P.S This pigeon(Honey is her name) Roosts on my balcony at night with another 10 pigeons, and i will need to think of a way to CATCH her!!



[This message has been edited by maryco (edited June 23, 2002).]


----------



## fred2344 (Jan 9, 2002)

Mary,
There is not much to talk about unless you capture this bird. Is it dark enough outside at night to quietly go approach the pigeon and grab it with both hands very quickly? Pigeons are afraid of flying at night so if it is dark out, you may be able to do this.
We don't know what the problem is and can't easily and accurately diagnose it over the web. 
If this is candida (yeast), it has to be treated one way. If this is a sour crop, it has to be approached in another. There are so many other possibilities, who can really say right now?
See if you can capture this pigeon and then we can discuss it further.


----------



## maryco (Apr 1, 2002)

I really couldn't capture the bird at night because i have 5 hens out there( 3 with eggs and 1 with small babies and if i scarred them the babies may have died...)
Anyway i will put a trap out today....

Mary

P.S i put 1tsp of PLAIN BLEACH/Gallon and filled up the water bowl outside so she can drink it....it may help alittle..


----------



## maryco (Apr 1, 2002)

Fred do you mean Candida and Sour Crop are different??

I thought they were the same anyway i will get some Acidified Copper Sulfate (for Sour Crop)
Will that also treat Candida?

Thanks

Mary

P.S didn't catch the pigeon yet and she seems much much sicker today....
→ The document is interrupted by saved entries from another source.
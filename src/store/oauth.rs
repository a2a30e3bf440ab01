//! OAuth persistence: dynamic clients, authorization codes, access tokens.
//!
//! Code redemption runs in one transaction holding a row lock, so the
//! single-use guarantee is linearizable: for any code, at most one `/token`
//! exchange succeeds. Token lookups read the token and its session in one
//! statement so revocation and expiry are observed on the same snapshot.

use sqlx::FromRow;

use super::session_keys::SessionKeyRecord;
use super::{Db, new_id, now_unix};
use crate::error::GatewayError;
use crate::scope::SessionScope;
use crate::types::SessionId;

#[derive(Debug, Clone, FromRow)]
pub struct OAuthClientRow {
    pub id: String,
    pub secret_hash: String,
    pub name: String,
    pub description: Option<String>,
    pub logo_url: Option<String>,
    pub redirect_uris: String,
    pub allowed_scopes: String,
    pub is_active: bool,
    pub mcp_slug: Option<String>,
}

/// A registered OAuth client.
#[derive(Debug, Clone)]
pub struct OAuthClient {
    pub id: String,
    pub secret_hash: String,
    pub name: String,
    pub description: Option<String>,
    pub logo_url: Option<String>,
    pub redirect_uris: Vec<String>,
    pub allowed_scopes: Vec<String>,
    pub is_active: bool,
    pub mcp_slug: Option<String>,
}

impl OAuthClient {
    fn from_row(row: OAuthClientRow) -> Result<Self, GatewayError> {
        Ok(OAuthClient {
            redirect_uris: serde_json::from_str(&row.redirect_uris)
                .map_err(|_| GatewayError::Internal("stored redirect uris malformed".into()))?,
            allowed_scopes: serde_json::from_str(&row.allowed_scopes)
                .map_err(|_| GatewayError::Internal("stored scopes malformed".into()))?,
            id: row.id,
            secret_hash: row.secret_hash,
            name: row.name,
            description: row.description,
            logo_url: row.logo_url,
            is_active: row.is_active,
            mcp_slug: row.mcp_slug,
        })
    }
}

/// Lowercase and sort the redirect set; equality of this string is the
/// registration dedup key.
pub fn normalize_redirect_uris(uris: &[String]) -> String {
    let mut normalized: Vec<String> = uris.iter().map(|u| u.to_lowercase()).collect();
    normalized.sort();
    normalized.dedup();
    normalized.join("\n")
}
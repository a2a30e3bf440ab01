//! The authorization endpoint.
//!
//! `GET` returns a structured description of the pending grant for the
//! external consent surface; `POST` (authenticated user) mints the
//! authorization code bound to a delegated session key and hands back the
//! redirect URL for the client to follow.

use axum::Json;
use axum::extract::{Query, State};
use axum::http::HeaderMap;
use axum::response::{IntoResponse, Response};
use serde::Deserialize;
use serde_json::json;
use tracing::instrument;

use super::scope_detail;
use crate::error::GatewayError;
use crate::state::SharedState;
use crate::store::oauth::{NewAuthCode, SessionConfig};
use crate::types::SessionId;

const AUTH_CODE_TTL_SECONDS: i64 = 10 * 60;

#[derive(Debug, Deserialize)]
pub struct AuthorizeQuery {
    pub client_id: String,
    pub redirect_uri: String,
    pub response_type: String,
    pub code_challenge: String,
    pub code_challenge_method: String,
    pub scope: String,
    #[serde(default)]
    pub state: Option<String>,
    #[serde(default)]
    pub mcp_slug: Option<String>,
}

#[instrument(skip_all, fields(client_id = %query.client_id))]
pub async fn get_authorize(
    State(state): State<SharedState>,
    Query(query): Query<AuthorizeQuery>,
) -> Result<Response, GatewayError> {
    if query.response_type != "code" {
        return Err(GatewayError::Validation(
            "response_type must be \"code\"".to_string(),
        ));
    }
    if query.code_challenge_method != "S256" {
        return Err(GatewayError::Validation(
            "code_challenge_method must be \"S256\"".to_string(),
        ));
    }
    if query.code_challenge.is_empty() {
        return Err(GatewayError::Validation(
            "code_challenge is required".to_string(),
        ));
    }

    let client = state
        .db
        .get_oauth_client(&query.client_id)
        .await?
        .filter(|client| client.is_active)
        .ok_or_else(|| GatewayError::Validation("unknown or inactive client".to_string()))?;

    if !client.redirect_uris.contains(&query.redirect_uri) {
        return Err(GatewayError::Validation(
            "redirect_uri is not registered for this client".to_string(),
        ));
    }

    let requested: Vec<&str> = query.scope.split_whitespace().collect();
    if requested.is_empty() {
        return Err(GatewayError::Validation("scope is required".to_string()));
    }
    for scope in &requested {
        if !client.allowed_scopes.iter().any(|s| s == scope) {
            return Err(GatewayError::Forbidden(format!(
                "scope '{scope}' is not allowed for this client"
            )));
        }
    }

    let effective_slug = query.mcp_slug.clone().or_else(|| client.mcp_slug.clone());

    // Aggregate the on-chain targets of every workflow attached to the
    // slug's MCP server, labeled with the originating workflow.
    let workflow_targets = match &effective_slug {
        Some(slug) => state
            .db
            .workflow_targets_for_slug(slug)
            .await?
            .into_iter()
            .map(|(workflow_name, target)| {
                json!({
                    "address": target.address,
                    "name": target.name,
                    "description": target.description,
                    "workflow": workflow_name,
                })
            })
            .collect(),
        None => Vec::new(),
    };

    let scopes: Vec<_> = requested
        .iter()
        .filter_map(|scope| scope_detail(scope))
        .collect();

    Ok(Json(json!({
        "client": {
            "id": client.id,
            "name": client.name,
            "description": client.description,
            "logoUrl": client.logo_url,
        },
        "requestedScopes": scopes,
        "redirectUri": query.redirect_uri,
        "state": query.state,
        "mcpSlug": effective_slug,
        "workflowTargets": workflow_targets,
    }))
    .into_response())
}

#[derive(Debug, Deserialize)]
pub struct ApproveRequest {
    pub client_id: String,
    pub redirect_uri: String,
    pub code_challenge: String,
    pub approved_scopes: Vec<String>,
    pub session_id: SessionId,
    #[serde(default)]
    pub state: Option<String>,
    #[serde(default)]
    pub mcp_slug: Option<String>,
}

#[instrument(skip_all, fields(client_id = %body.client_id))]
pub async fn post_authorize(
    State(state): State<SharedState>,
    headers: HeaderMap,
    Json(body): Json<ApproveRequest>,
) -> Result<Response, GatewayError> {
    let wallet = crate::auth::wallet_from_headers(&state.config.session_secret, &headers)?;
    let user = state.db.upsert_user_by_wallet(&wallet).await?;

    let client = state
        .db
        .get_oauth_client(&body.client_id)
        .await?
        .filter(|client| client.is_active)
        .ok_or_else(|| GatewayError::Validation("unknown or inactive client".to_string()))?;

    if !client.redirect_uris.contains(&body.redirect_uri) {
        return Err(GatewayError::Validation(
            "redirect_uri is not registered for this client".to_string(),
        ));
    }
    if body.code_challenge.is_empty() {
        return Err(GatewayError::Validation(
            "code_challenge is required".to_string(),
        ));
    }
    if body.approved_scopes.is_empty() {
        return Err(GatewayError::Validation(
            "approved_scopes must not be empty".to_string(),
        ));
    }
    for scope in &body.approved_scopes {
        if !client.allowed_scopes.contains(scope) {
            return Err(GatewayError::Forbidden(format!(
                "scope '{scope}' is not allowed for this client"
            )));
        }
    }

    let session = state
        .db
        .get_session_key(&user.id, &body.session_id)
        .await?
        .ok_or_else(|| GatewayError::NotFound("session not found".to_string()))?;
    if !session.is_active {
        return Err(GatewayError::Forbidden(
            "session is revoked or inactive".to_string(),
        ));
    }

    let effective_slug = body.mcp_slug.clone().or_else(|| client.mcp_slug.clone());
    let code = super::random_b64url(48);
    let expires_at = crate::store::now_unix() + AUTH_CODE_TTL_SECONDS;

    state
        .db
        .insert_auth_code(NewAuthCode {
            code: code.clone(),
            client_id: client.id.clone(),
            user_id: user.id.clone(),
            requested_scopes: body.approved_scopes.clone(),
            approved_scopes: body.approved_scopes.clone(),
            session_config: SessionConfig {
                valid_after: session.valid_after,
                valid_until: session.valid_until,
                scopes: session.scopes.clone(),
                session_id: session.session_id,
                mcp_slug: effective_slug,
            },
            code_challenge: body.code_challenge.clone(),
            redirect_uri: body.redirect_uri.clone(),
            expires_at,
        })
        .await?;

    let mut redirect = url::Url::parse(&body.redirect_uri)
        .map_err(|_| GatewayError::Validation("redirect_uri is not a valid URL".to_string()))?;
    redirect.query_pairs_mut().append_pair("code", &code);
    if let Some(state_param) = &body.state {
        redirect.query_pairs_mut().append_pair("state", state_param);
    }

    tracing::info!(client_id = %client.id, session = %session.session_id, "authorization code issued");

    Ok(Json(json!({ "redirect_url": redirect.to_string() })).into_response())
}
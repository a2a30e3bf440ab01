//! Tracing initialization.
//!
//! One formatted subscriber with an env-driven filter (`RUST_LOG`).
//! Defaults to `info` for the gateway and quiets the noisier HTTP internals.

use tracing_subscriber::layer::SubscriberExt;
use tracing_subscriber::util::SubscriberInitExt;
use tracing_subscriber::{EnvFilter, fmt};

pub fn init() {
    let filter = EnvFilter::try_from_default_env()
        .unwrap_or_else(|_| EnvFilter::new("info,hyper=warn,reqwest=warn,sqlx=warn"));
    tracing_subscriber::registry()
        .with(filter)
        .with(fmt::layer().with_target(true))
        .init();
}
//! Configuration for the gateway server.
//!
//! All settings come from environment variables (or equivalent CLI flags),
//! loaded after `.env` processing. Missing required values fail startup with
//! a distinct error; the process exits 1 before binding any socket.

use clap::Parser;
use std::net::IpAddr;

/// CLI/environment arguments for the gateway server.
#[derive(Parser, Debug, Clone)]
#[command(name = "x402-mcp-gateway")]
#[command(about = "Agent-access gateway HTTP server")]
struct CliArgs {
    /// SQL store connection string.
    #[arg(long, env = "DATABASE_URL")]
    database_url: String,

    /// Redis connection string for the nonce store.
    #[arg(long, env = "REDIS_URL")]
    redis_url: String,

    /// Issuer origin for OAuth metadata (the dapp's public URL).
    #[arg(long, env = "NEXT_APP_URL")]
    app_url: String,

    /// Public origin of this gateway, used as the protected-resource base.
    #[arg(long, env = "MCP_PUBLIC_URL")]
    mcp_public_url: String,

    #[arg(long, env = "HOST", default_value = "0.0.0.0")]
    host: IpAddr,

    #[arg(long, env = "PORT", default_value_t = 3001)]
    port: u16,

    /// EIP-155 chain id the delegator contracts live on.
    #[arg(long, env = "CHAIN_ID")]
    chain_id: u64,

    /// PKCS#8 PEM private key for hybrid decryption of stored secrets.
    #[arg(long, env = "SERVER_PRIVATE_KEY", hide_env_values = true)]
    server_private_key: String,

    /// SPKI PEM public key matching `SERVER_PRIVATE_KEY`.
    #[arg(long, env = "SERVER_PUBLIC_KEY", hide_env_values = true)]
    server_public_key: String,

    /// OAuth client id of the first-party platform client.
    #[arg(long, env = "MCP_CLIENT_ID", default_value = "x402-mcp-platform")]
    mcp_client_id: String,

    #[arg(long, env = "MCP_CLIENT_SECRET", hide_env_values = true)]
    mcp_client_secret: String,

    /// HMAC key for the authenticated-user cookie capability.
    #[arg(long, env = "SESSION_SECRET", hide_env_values = true)]
    session_secret: String,

    /// Relayer endpoint for on-chain workflow executions. Defaults to the
    /// dapp's relayer route.
    #[arg(long, env = "RELAYER_URL")]
    relayer_url: Option<String>,
}

/// Validated server configuration.
#[derive(Debug, Clone)]
pub struct Config {
    pub database_url: String,
    pub redis_url: String,
    /// Issuer origin, no trailing slash.
    pub app_url: String,
    /// Protected-resource origin, no trailing slash.
    pub mcp_public_url: String,
    pub host: IpAddr,
    pub port: u16,
    pub chain_id: u64,
    pub server_private_key_pem: String,
    pub server_public_key_pem: String,
    pub mcp_client_id: String,
    pub mcp_client_secret: String,
    pub session_secret: String,
    pub relayer_url: String,
}

#[derive(Debug, thiserror::Error)]
pub enum ConfigError {
    #[error("invalid url in {0}: {1}")]
    InvalidUrl(&'static str, url::ParseError),
    #[error("SESSION_SECRET must be at least 32 bytes")]
    SessionSecretTooShort,
    #[error("CHAIN_ID must be non-zero")]
    ZeroChainId,
}

fn normalized_origin(name: &'static str, raw: &str) -> Result<String, ConfigError> {
    let parsed = url::Url::parse(raw).map_err(|e| ConfigError::InvalidUrl(name, e))?;
    let mut s = parsed.to_string();
    while s.ends_with('/') {
        s.pop();
    }
    Ok(s)
}

impl Config {
    /// Parse and validate configuration from the process environment.
    pub fn load() -> Result<Self, ConfigError> {
        let args = CliArgs::parse();
        Self::from_args(args)
    }

    fn from_args(args: CliArgs) -> Result<Self, ConfigError> {
        if args.session_secret.len() < 32 {
            return Err(ConfigError::SessionSecretTooShort);
        }
        if args.chain_id == 0 {
            return Err(ConfigError::ZeroChainId);
        }
        let app_url = normalized_origin("NEXT_APP_URL", &args.app_url)?;
        let mcp_public_url = normalized_origin("MCP_PUBLIC_URL", &args.mcp_public_url)?;
        let relayer_url = match args.relayer_url {
            Some(raw) => normalized_origin("RELAYER_URL", &raw)?,
            None => format!("{app_url}/api/relayer/execute"),
        };
        Ok(Config {
            database_url: args.database_url,
            redis_url: args.redis_url,
            app_url,
            mcp_public_url,
            host: args.host,
            port: args.port,
            chain_id: args.chain_id,
            server_private_key_pem: args.server_private_key,
            server_public_key_pem: args.server_public_key,
            mcp_client_id: args.mcp_client_id,
            mcp_client_secret: args.mcp_client_secret,
            session_secret: args.session_secret,
            relayer_url,
        })
    }
}

#[cfg(test)]
mod tests {
    use super::*;

    fn args() -> CliArgs {
        CliArgs {
            database_url: "postgres://localhost/gateway".to_string(),
            redis_url: "redis://localhost".to_string(),
            app_url: "https://app.example/".to_string(),
            mcp_public_url: "https://mcp.example".to_string(),
            host: "0.0.0.0".parse().unwrap(),
            port: 3001,
            chain_id: 25,
            server_private_key: "pem".to_string(),
            server_public_key: "pem".to_string(),
            mcp_client_id: "x402-mcp-platform".to_string(),
            mcp_client_secret: "secret".to_string(),
            session_secret: "0123456789abcdef0123456789abcdef".to_string(),
            relayer_url: None,
        }
    }

    #[test]
    fn origins_lose_trailing_slash_and_relayer_defaults() {
        let config = Config::from_args(args()).unwrap();
        assert_eq!(config.app_url, "https://app.example");
        assert_eq!(config.relayer_url, "https://app.example/api/relayer/execute");
    }

    #[test]
    fn short_session_secret_is_fatal() {
        let mut bad = args();
        bad.session_secret = "short".to_string();
        assert!(matches!(
            Config::from_args(bad),
            Err(ConfigError::SessionSecretTooShort)
        ));
    }
}
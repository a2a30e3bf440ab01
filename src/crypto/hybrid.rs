//! The hybrid envelope: AES-256-GCM content encryption, RSA-OAEP(SHA-256)
//! key wrapping.
//!
//! Every field of the envelope is standard base64. The GCM tag is kept
//! separate from the ciphertext on the wire; decryption re-joins them and
//! fails closed when the tag does not authenticate.

use aes_gcm::aead::{Aead, AeadCore, KeyInit, OsRng};
use aes_gcm::{Aes256Gcm, Nonce};
use base64::Engine;
use base64::engine::general_purpose::STANDARD as b64;
use rsa::{Oaep, RsaPrivateKey, RsaPublicKey};
use serde::{Deserialize, Serialize};
use sha2::Sha256;

const GCM_TAG_LEN: usize = 16;
const GCM_IV_LEN: usize = 12;

/// An encrypted record: RSA-wrapped AES key, GCM IV, ciphertext, GCM tag.
#[derive(Debug, Clone, Serialize, Deserialize, PartialEq, Eq)]
#[serde(rename_all = "camelCase")]
pub struct HybridEncrypted {
    pub encrypted_key: String,
    pub iv: String,
    pub ciphertext: String,
    pub tag: String,
}

/// Failures of the hybrid envelope. Deliberately coarse: callers map these
/// to `Unauthorized` or `Internal`, and none of them carry key material.
#[derive(Debug, thiserror::Error)]
pub enum HybridCryptoError {
    #[error("hybrid encryption failed")]
    Encrypt,
    #[error("encrypted envelope is malformed")]
    Malformed,
    #[error("failed to unwrap content key")]
    KeyUnwrap,
    #[error("ciphertext failed to authenticate")]
    Open,
    #[error("decrypted payload is not valid JSON")]
    PlaintextParse,
}

pub(super) fn encrypt(
    public: &RsaPublicKey,
    plaintext: &[u8],
) -> Result<HybridEncrypted, HybridCryptoError> {
    let key = Aes256Gcm::generate_key(&mut OsRng);
    let cipher = Aes256Gcm::new(&key);
    let iv = Aes256Gcm::generate_nonce(&mut OsRng);
    let sealed = cipher
        .encrypt(&iv, plaintext)
        .map_err(|_| HybridCryptoError::Encrypt)?;
    // `encrypt` appends the 16-byte tag to the ciphertext.
    let split_at = sealed
        .len()
        .checked_sub(GCM_TAG_LEN)
        .ok_or(HybridCryptoError::Encrypt)?;
    let (ciphertext, tag) = sealed.split_at(split_at);

    let padding = Oaep::new::<Sha256>();
    let encrypted_key = public
        .encrypt(&mut OsRng, padding, key.as_slice())
        .map_err(|_| HybridCryptoError::Encrypt)?;

    Ok(HybridEncrypted {
        encrypted_key: b64.encode(encrypted_key),
        iv: b64.encode(iv),
        ciphertext: b64.encode(ciphertext),
        tag: b64.encode(tag),
    })
}

pub(super) fn decrypt(
    private: &RsaPrivateKey,
    envelope: &HybridEncrypted,
) -> Result<Vec<u8>, HybridCryptoError> {
    let encrypted_key = b64
        .decode(&envelope.encrypted_key)
        .map_err(|_| HybridCryptoError::Malformed)?;
    let iv = b64
        .decode(&envelope.iv)
        .map_err(|_| HybridCryptoError::Malformed)?;
    let ciphertext = b64
        .decode(&envelope.ciphertext)
        .map_err(|_| HybridCryptoError::Malformed)?;
    let tag = b64
        .decode(&envelope.tag)
        .map_err(|_| HybridCryptoError::Malformed)?;
    if iv.len() != GCM_IV_LEN || tag.len() != GCM_TAG_LEN {
        return Err(HybridCryptoError::Malformed);
    }

    let padding = Oaep::new::<Sha256>();
    let key = private
        .decrypt(padding, &encrypted_key)
        .map_err(|_| HybridCryptoError::KeyUnwrap)?;
    let cipher = Aes256Gcm::new_from_slice(&key).map_err(|_| HybridCryptoError::KeyUnwrap)?;

    let mut sealed = ciphertext;
    sealed.extend_from_slice(&tag);
    cipher
        .decrypt(Nonce::from_slice(&iv), sealed.as_ref())
        .map_err(|_| HybridCryptoError::Open)
}

#[cfg(test)]
mod tests {
    use super::super::test_support::test_keyring;
    use super::*;

    fn flip_base64_bit(encoded: &str) -> String {
        let mut bytes = b64.decode(encoded).unwrap();
        bytes[0] ^= 0x01;
        b64.encode(bytes)
    }

    #[test]
    fn bit_flip_in_ciphertext_fails_closed() {
        let keyring = test_keyring();
        let mut envelope = keyring.encrypt(b"payload").unwrap();
        envelope.ciphertext = flip_base64_bit(&envelope.ciphertext);
        assert!(matches!(
            keyring.decrypt(&envelope),
            Err(HybridCryptoError::Open)
        ));
    }

    #[test]
    fn bit_flip_in_tag_fails_closed() {
        let keyring = test_keyring();
        let mut envelope = keyring.encrypt(b"payload").unwrap();
        envelope.tag = flip_base64_bit(&envelope.tag);
        assert!(matches!(
            keyring.decrypt(&envelope),
            Err(HybridCryptoError::Open)
        ));
    }

    #[test]
    fn tampered_wrapped_key_fails_closed() {
        let keyring = test_keyring();
        let mut envelope = keyring.encrypt(b"payload").unwrap();
        envelope.encrypted_key = flip_base64_bit(&envelope.encrypted_key);
        assert!(matches!(
            keyring.decrypt(&envelope),
            Err(HybridCryptoError::KeyUnwrap)
        ));
    }

    #[test]
    fn truncated_iv_is_malformed() {
        let keyring = test_keyring();
        let mut envelope = keyring.encrypt(b"payload").unwrap();
        envelope.iv = b64.encode([0u8; 4]);
        assert!(matches!(
            keyring.decrypt(&envelope),
            Err(HybridCryptoError::Malformed)
        ));
    }
}
/// A fully-resolved operation, ready to encode and sign.
struct ResolvedOperation {
    target: EvmAddress,
    value: U256,
    calldata: Vec<u8>,
}

impl PreparedOperation {
    fn simulated_output_inner(&self) -> Value {
        let mut out = Map::new();
        out.insert("_simulated".to_string(), json!(true));
        if let Some(name) = &self.name {
            out.insert("name".to_string(), json!(name));
        }
        out.insert(
            "target".to_string(),
            self.target
                .map(|t| json!(t.as_lower()))
                .unwrap_or(Value::Null),
        );
        out.insert("value".to_string(), json!(self.value.to_string()));
        if let Some(calldata) = &self.calldata {
            out.insert(
                "calldata".to_string(),
                json!(format!("0x{}", hex::encode(calldata))),
            );
        }
        if let Some(args) = &self.resolved_args {
            out.insert("resolvedArgs".to_string(), args.clone());
        }
        if !self.unresolved.is_empty() {
            out.insert("unresolvedExpressions".to_string(), json!(self.unresolved));
            out.insert(
                "_message".to_string(),
                json!(
                    "Expressions reference simulated outputs and will resolve during live execution"
                ),
            );
        }
        Value::Object(out)
    }

    fn simulated_output(&self) -> Value {
        self.simulated_output_inner()
    }

    fn require_resolved(self, step: &Step) -> Result<ResolvedOperation, WorkflowError> {
        if !self.unresolved.is_empty() {
            return Err(WorkflowError::UnresolvedArg {
                step: step.id.clone(),
                details: self.unresolved,
            });
        }
        let target = self.target.ok_or_else(|| WorkflowError::UnresolvedArg {
            step: step.id.clone(),
            details: vec!["target".to_string()],
        })?;
        let calldata = self.calldata.ok_or_else(|| WorkflowError::UnresolvedArg {
            step: step.id.clone(),
            details: vec!["calldata".to_string()],
        })?;
        Ok(ResolvedOperation {
            target,
            value: self.value,
            calldata,
        })
    }
}
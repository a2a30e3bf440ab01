//! OAuth 2.1 authorization server bound to delegated session keys.
//!
//! Access tokens issued here do not merely grant API access: each one
//! references a session key and inherits its lifetime, so a bearer carries
//! scoped, time-bounded signing authority over that key.

pub mod authorize;
pub mod bearer;
pub mod discovery;
pub mod register;
pub mod token;

use base64::Engine;
use base64::engine::general_purpose::URL_SAFE_NO_PAD as b64url;
use rand::RngCore;
use sha2::{Digest, Sha256};

/// The enumerated scope set. There is no general scope model beyond these.
pub const SCOPES_SUPPORTED: [&str; 3] = ["x402:payments", "mcp:tools", "workflow:token-approvals"];

/// Display metadata for one OAuth scope, consumed by the consent surface.
#[derive(Debug, Clone, serde::Serialize)]
#[serde(rename_all = "camelCase")]
pub struct OAuthScopeDetail {
    pub id: &'static str,
    pub name: &'static str,
    pub description: &'static str,
    #[serde(rename = "type")]
    pub kind: &'static str,
    pub budget_enforceable: bool,
}

/// Scope details, in the order of `SCOPES_SUPPORTED`.
pub fn scope_detail(id: &str) -> Option<OAuthScopeDetail> {
    match id {
        "x402:payments" => Some(OAuthScopeDetail {
            id: "x402:payments",
            name: "Pay-per-call payments",
            description: "Sign transferWithAuthorization payments with the tokens approved for this session",
            kind: "eip712",
            budget_enforceable: false,
        }),
        "mcp:tools" => Some(OAuthScopeDetail {
            id: "mcp:tools",
            name: "Tool access",
            description: "Invoke the tools exposed by this MCP server",
            kind: "execute",
            budget_enforceable: true,
        }),
        "workflow:token-approvals" => Some(OAuthScopeDetail {
            id: "workflow:token-approvals",
            name: "Workflow token approvals",
            description: "Execute token approvals required by workflow steps",
            kind: "execute",
            budget_enforceable: true,
        }),
        _ => None,
    }
}

/// `base64url(sha256(verifier))`, the S256 PKCE transform.
pub fn s256_challenge(verifier: &str) -> String {
    let digest = Sha256::digest(verifier.as_bytes());
    b64url.encode(digest)
}

/// Hex SHA-256 of a raw bearer token; tokens are only ever stored hashed.
pub fn token_hash(raw: &str) -> String {
    hex::encode(Sha256::digest(raw.as_bytes()))
}

/// `n` random bytes, base64url without padding.
pub fn random_b64url(n: usize) -> String {
    let mut bytes = vec![0u8; n];
    rand::rng().fill_bytes(&mut bytes);
    b64url.encode(bytes)
}

/// A fresh client id: `mcp_` + 16 random bytes as hex.
pub fn new_client_id() -> String {
    let mut bytes = [0u8; 16];
    rand::rng().fill_bytes(&mut bytes);
    format!("mcp_{}", hex::encode(bytes))
}

#[cfg(test)]
mod tests {
    use super::*;

    #[test]
    fn s256_matches_rfc7636_appendix_b() {
        // Test vector from RFC 7636 appendix B.
        assert_eq!(
            s256_challenge("dBjftJeZ4CVP-mB92K27uhbUJU1p1r_wW1gFWFOEjXk"),
            "E9Melhoa2OwvFrEMTJguCHaoeK1t8URWbuGJSstw-cM"
        );
    }

    #[test]
    fn client_ids_have_the_mcp_prefix() {
        let id = new_client_id();
        assert!(id.starts_with("mcp_"));
        assert_eq!(id.len(), 4 + 32);
        assert_ne!(new_client_id(), new_client_id());
    }

    #[test]
    fn token_hash_is_hex_sha256() {
        assert_eq!(token_hash("abc").len(), 64);
        assert_eq!(
            token_hash("abc"),
            "ba7816bf8f01cfea414140de5dae2223b00361a396177a9cb410ff61f20015ad"
        );
    }

    #[test]
    fn every_supported_scope_has_details() {
        for scope in SCOPES_SUPPORTED {
            assert!(scope_detail(scope).is_some(), "missing detail for {scope}");
        }
        assert!(scope_detail("unknown:scope").is_none());
    }
}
[This message has been edited by maryco (edited June 24, 2002).]


----------



## maryco (Apr 1, 2002)

I was checking at Siegel pigeons http://www.siegelpigeons.com 
About the sour crop products and i found this:

What should a fancier know about Sour Crop?

Sour Crop is also called Candida, or Thrush. It is a very common disease, caused by a fungal infection of the digestive tract. It’s often associated with excessive use of antibiotics.

Symptoms of Sour Crop include listlessness, loss of appetite, weight loss, a water-filled crop, and frequent vomiting. The vomit often has a very putrid odor. Sometimes in lesser cases, thrush will show itself as just small whitish spots in the throat, which can cause confusion with Canker. Another symptom, not often noticed, is feather pulling in adult birds. 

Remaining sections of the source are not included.